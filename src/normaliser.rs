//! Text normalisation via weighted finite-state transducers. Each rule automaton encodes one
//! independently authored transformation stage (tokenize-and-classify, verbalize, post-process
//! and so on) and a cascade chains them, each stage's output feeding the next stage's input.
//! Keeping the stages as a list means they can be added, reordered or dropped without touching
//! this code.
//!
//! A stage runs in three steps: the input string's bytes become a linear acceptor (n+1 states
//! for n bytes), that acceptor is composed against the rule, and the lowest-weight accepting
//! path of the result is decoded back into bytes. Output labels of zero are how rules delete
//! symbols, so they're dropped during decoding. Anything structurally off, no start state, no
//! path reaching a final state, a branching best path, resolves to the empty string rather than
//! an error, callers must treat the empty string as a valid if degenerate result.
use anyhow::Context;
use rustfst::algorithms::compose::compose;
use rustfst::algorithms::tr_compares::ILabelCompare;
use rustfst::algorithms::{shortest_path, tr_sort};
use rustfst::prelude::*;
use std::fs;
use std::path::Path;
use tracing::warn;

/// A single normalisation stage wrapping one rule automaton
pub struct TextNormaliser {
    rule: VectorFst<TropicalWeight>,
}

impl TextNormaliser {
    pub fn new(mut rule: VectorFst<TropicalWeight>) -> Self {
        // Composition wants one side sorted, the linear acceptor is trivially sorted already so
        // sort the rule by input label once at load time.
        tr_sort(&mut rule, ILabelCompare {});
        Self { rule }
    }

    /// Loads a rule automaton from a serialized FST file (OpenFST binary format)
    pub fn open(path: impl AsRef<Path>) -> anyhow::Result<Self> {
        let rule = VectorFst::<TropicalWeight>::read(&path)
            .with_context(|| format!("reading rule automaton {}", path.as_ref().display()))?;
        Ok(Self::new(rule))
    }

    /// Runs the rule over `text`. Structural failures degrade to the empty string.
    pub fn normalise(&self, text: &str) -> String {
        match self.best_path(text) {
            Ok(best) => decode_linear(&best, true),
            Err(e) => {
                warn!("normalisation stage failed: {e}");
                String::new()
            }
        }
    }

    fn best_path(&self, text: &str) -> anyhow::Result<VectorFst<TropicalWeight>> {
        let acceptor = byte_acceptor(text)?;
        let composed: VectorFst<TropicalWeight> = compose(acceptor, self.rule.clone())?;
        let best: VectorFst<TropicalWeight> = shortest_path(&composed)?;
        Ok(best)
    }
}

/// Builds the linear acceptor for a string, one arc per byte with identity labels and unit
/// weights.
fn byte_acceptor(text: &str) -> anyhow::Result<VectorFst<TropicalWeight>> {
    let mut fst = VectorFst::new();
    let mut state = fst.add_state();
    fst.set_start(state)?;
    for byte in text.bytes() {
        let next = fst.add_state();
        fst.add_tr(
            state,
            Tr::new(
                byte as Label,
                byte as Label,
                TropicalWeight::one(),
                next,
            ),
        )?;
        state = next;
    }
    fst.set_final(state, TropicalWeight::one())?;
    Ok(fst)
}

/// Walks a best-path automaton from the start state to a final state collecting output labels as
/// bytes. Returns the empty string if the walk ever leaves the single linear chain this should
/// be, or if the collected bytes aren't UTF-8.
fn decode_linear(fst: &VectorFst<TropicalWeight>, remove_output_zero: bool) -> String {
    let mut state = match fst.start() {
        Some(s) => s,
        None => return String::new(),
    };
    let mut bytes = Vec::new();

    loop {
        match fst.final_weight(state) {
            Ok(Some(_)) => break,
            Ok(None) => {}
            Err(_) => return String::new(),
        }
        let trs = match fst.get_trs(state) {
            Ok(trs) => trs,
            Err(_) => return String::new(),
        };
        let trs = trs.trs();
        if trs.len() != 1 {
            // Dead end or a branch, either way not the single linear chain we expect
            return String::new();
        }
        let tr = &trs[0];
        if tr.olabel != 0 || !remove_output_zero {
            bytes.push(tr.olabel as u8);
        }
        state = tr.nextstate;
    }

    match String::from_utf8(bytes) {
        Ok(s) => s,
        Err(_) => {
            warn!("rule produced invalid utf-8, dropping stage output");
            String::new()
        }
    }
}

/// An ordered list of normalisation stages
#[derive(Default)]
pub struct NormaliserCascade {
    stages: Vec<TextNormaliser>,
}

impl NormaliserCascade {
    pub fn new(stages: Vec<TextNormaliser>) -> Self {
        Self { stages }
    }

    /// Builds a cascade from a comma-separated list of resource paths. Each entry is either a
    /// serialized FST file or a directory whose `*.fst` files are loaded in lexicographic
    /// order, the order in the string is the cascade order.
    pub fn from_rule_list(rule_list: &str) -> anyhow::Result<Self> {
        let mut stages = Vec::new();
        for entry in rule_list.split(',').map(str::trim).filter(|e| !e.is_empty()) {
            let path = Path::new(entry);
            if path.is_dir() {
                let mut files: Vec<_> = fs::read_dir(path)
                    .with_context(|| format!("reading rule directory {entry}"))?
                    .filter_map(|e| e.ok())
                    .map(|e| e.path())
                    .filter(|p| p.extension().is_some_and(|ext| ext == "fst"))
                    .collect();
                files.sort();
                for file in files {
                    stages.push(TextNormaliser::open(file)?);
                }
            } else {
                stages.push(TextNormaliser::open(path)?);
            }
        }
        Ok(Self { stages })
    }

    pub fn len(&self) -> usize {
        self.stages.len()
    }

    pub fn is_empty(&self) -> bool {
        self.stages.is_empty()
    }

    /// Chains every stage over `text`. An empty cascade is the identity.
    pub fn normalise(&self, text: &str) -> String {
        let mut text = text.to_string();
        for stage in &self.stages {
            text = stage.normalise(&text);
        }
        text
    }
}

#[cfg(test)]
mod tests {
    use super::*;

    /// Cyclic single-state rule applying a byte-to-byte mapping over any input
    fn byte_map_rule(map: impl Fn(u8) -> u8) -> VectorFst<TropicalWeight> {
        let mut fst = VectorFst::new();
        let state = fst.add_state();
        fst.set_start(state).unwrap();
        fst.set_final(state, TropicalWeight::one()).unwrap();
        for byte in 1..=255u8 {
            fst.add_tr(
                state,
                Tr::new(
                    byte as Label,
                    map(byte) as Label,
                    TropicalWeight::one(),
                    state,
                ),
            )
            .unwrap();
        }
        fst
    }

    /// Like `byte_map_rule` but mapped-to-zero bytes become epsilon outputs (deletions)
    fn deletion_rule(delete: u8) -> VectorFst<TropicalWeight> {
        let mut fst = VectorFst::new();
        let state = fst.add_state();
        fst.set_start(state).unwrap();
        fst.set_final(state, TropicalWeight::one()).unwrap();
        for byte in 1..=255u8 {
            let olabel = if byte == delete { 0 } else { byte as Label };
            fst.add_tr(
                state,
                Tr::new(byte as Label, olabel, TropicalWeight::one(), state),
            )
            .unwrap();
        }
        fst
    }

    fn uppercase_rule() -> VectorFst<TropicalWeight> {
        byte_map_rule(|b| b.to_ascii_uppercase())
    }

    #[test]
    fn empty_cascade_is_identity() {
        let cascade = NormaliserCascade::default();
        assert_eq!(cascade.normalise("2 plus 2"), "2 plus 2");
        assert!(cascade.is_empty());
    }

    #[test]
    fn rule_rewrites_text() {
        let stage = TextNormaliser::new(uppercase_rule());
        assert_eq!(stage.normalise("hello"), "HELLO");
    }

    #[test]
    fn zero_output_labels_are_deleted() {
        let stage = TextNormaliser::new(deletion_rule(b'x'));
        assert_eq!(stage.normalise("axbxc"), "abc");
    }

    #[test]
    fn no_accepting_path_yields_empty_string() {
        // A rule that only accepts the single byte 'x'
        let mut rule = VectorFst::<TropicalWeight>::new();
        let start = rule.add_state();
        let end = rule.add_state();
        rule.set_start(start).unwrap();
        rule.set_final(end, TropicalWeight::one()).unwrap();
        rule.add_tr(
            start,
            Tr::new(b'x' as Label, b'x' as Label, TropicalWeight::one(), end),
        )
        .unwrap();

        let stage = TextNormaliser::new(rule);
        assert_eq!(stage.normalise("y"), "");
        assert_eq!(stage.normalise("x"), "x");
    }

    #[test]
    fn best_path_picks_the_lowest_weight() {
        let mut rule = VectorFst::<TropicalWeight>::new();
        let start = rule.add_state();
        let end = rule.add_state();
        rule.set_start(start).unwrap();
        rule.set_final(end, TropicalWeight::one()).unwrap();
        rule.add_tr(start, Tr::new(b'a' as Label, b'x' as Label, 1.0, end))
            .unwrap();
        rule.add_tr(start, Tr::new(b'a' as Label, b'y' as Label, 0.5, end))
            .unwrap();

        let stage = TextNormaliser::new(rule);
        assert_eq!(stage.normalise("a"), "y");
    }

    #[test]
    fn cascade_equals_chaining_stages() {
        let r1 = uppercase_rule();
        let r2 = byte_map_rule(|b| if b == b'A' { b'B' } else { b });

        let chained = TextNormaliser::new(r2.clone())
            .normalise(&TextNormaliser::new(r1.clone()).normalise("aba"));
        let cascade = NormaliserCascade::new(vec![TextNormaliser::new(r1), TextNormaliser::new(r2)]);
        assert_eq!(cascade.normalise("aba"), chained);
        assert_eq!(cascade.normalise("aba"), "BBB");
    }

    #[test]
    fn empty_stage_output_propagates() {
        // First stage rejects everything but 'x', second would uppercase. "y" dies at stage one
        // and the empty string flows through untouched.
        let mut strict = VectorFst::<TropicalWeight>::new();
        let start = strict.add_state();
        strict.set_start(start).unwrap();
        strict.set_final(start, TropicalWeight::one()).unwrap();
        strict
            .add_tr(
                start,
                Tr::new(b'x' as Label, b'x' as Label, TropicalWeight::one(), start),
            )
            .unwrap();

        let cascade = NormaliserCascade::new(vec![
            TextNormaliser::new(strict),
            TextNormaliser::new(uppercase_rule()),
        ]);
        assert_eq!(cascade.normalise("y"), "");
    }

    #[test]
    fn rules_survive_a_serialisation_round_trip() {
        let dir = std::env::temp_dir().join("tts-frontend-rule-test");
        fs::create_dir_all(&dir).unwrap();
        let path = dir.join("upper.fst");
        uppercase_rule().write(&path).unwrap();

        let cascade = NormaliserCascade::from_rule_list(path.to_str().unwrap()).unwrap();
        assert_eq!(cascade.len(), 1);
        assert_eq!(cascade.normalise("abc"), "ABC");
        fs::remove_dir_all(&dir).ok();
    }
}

━━━━

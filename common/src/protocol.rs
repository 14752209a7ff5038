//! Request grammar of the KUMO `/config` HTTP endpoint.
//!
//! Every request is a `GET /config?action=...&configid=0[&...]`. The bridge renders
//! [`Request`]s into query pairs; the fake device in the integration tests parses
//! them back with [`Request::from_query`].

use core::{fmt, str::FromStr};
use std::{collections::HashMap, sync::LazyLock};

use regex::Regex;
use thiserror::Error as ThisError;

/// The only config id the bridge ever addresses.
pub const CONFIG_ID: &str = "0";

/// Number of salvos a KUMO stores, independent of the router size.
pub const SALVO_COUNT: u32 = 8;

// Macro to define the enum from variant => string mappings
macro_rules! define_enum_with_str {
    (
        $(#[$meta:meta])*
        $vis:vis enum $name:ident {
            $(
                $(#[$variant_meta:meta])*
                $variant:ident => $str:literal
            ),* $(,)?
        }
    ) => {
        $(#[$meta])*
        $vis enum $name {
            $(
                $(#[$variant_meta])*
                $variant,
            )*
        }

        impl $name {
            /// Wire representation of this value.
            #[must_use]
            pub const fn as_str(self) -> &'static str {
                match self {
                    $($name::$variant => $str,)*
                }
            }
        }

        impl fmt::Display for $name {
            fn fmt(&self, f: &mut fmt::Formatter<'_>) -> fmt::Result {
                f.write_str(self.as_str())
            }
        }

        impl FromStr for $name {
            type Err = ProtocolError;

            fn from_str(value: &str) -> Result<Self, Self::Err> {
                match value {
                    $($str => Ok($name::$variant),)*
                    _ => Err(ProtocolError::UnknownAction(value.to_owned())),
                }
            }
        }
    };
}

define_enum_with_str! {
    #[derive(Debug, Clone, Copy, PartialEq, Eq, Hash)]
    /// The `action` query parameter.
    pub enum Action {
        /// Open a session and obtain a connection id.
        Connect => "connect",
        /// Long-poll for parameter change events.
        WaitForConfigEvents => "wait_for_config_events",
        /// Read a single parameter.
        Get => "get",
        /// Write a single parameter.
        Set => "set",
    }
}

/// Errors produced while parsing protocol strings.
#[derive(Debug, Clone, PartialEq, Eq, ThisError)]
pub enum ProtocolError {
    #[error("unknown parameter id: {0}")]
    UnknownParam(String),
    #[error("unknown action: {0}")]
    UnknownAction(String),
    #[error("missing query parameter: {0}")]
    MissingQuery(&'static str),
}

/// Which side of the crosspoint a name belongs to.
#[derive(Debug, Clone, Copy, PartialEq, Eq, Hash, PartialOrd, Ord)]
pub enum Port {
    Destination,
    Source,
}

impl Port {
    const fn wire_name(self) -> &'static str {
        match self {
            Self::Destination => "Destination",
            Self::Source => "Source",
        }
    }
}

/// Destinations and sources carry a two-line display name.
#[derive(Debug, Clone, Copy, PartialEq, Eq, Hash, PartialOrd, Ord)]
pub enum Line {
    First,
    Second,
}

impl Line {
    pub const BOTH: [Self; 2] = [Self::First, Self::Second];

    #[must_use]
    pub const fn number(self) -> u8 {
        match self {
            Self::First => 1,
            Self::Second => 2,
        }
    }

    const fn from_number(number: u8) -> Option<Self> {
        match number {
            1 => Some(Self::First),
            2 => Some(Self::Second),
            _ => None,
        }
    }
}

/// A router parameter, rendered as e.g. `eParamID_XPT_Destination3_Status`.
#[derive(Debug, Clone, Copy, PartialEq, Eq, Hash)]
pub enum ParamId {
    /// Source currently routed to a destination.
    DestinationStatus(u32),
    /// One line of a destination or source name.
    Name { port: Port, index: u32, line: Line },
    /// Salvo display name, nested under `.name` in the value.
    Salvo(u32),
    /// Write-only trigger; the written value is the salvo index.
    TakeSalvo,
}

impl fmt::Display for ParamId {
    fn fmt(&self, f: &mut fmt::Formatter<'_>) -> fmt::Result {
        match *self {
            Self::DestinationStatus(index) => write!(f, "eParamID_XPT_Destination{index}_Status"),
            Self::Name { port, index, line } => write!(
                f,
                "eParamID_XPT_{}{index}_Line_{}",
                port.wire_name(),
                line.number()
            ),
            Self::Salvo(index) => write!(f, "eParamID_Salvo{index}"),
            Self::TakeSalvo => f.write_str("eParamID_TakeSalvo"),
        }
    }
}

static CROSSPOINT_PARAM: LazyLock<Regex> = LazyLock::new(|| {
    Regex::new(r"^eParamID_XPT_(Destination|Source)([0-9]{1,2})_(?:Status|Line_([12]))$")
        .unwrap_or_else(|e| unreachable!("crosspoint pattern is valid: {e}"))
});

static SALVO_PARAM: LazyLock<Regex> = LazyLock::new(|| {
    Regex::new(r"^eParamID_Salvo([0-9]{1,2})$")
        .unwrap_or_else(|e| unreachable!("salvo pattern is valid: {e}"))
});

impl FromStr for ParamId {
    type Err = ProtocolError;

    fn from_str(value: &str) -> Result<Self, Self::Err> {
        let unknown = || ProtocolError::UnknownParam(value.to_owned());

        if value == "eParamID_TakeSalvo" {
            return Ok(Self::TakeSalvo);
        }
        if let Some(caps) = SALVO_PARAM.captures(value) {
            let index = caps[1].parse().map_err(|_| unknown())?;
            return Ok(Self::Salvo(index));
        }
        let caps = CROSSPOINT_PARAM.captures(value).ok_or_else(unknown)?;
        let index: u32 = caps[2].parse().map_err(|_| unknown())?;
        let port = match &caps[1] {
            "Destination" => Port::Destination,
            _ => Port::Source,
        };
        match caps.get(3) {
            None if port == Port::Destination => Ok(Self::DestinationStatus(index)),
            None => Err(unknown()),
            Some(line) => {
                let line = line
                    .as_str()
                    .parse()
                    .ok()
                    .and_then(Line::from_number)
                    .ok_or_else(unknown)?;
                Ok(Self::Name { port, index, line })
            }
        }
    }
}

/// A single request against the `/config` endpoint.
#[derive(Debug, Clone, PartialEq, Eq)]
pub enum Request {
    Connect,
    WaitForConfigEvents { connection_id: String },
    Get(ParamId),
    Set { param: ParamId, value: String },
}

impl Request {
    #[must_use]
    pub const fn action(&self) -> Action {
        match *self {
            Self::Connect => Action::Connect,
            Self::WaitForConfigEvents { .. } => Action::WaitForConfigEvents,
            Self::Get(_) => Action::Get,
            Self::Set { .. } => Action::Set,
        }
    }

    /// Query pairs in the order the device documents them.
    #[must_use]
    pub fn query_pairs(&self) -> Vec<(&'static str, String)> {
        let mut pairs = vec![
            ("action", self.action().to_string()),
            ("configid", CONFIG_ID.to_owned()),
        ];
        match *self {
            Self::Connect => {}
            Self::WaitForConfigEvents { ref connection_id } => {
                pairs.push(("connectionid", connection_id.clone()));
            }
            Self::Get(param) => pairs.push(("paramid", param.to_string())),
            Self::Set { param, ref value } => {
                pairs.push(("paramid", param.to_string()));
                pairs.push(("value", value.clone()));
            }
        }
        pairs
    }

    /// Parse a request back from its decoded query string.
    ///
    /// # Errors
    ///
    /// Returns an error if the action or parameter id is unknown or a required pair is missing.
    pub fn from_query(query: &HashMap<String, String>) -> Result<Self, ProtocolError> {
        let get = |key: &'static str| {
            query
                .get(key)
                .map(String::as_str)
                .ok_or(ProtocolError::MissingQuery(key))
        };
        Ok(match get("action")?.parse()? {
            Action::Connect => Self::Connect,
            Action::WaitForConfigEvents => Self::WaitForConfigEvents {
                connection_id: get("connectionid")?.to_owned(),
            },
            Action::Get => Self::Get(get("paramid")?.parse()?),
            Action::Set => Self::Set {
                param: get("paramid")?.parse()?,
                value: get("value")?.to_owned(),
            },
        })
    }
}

━━━━

[Problem to work on]
Above are the records; from them, give again exactly the lines from the one containing "bytes aren't UTF-8." to the one containing "let trs = trs.trs();", both lines included, and nothing more.

[Result for this task]
/// be, or if the collected bytes aren't UTF-8.
fn decode_linear(fst: &VectorFst<TropicalWeight>, remove_output_zero: bool) -> String {
    let mut state = match fst.start() {
        Some(s) => s,
        None => return String::new(),
    };
    let mut bytes = Vec::new();

    loop {
        match fst.final_weight(state) {
            Ok(Some(_)) => break,
            Ok(None) => {}
            Err(_) => return String::new(),
        }
        let trs = match fst.get_trs(state) {
            Ok(trs) => trs,
            Err(_) => return String::new(),
        };
        let trs = trs.trs();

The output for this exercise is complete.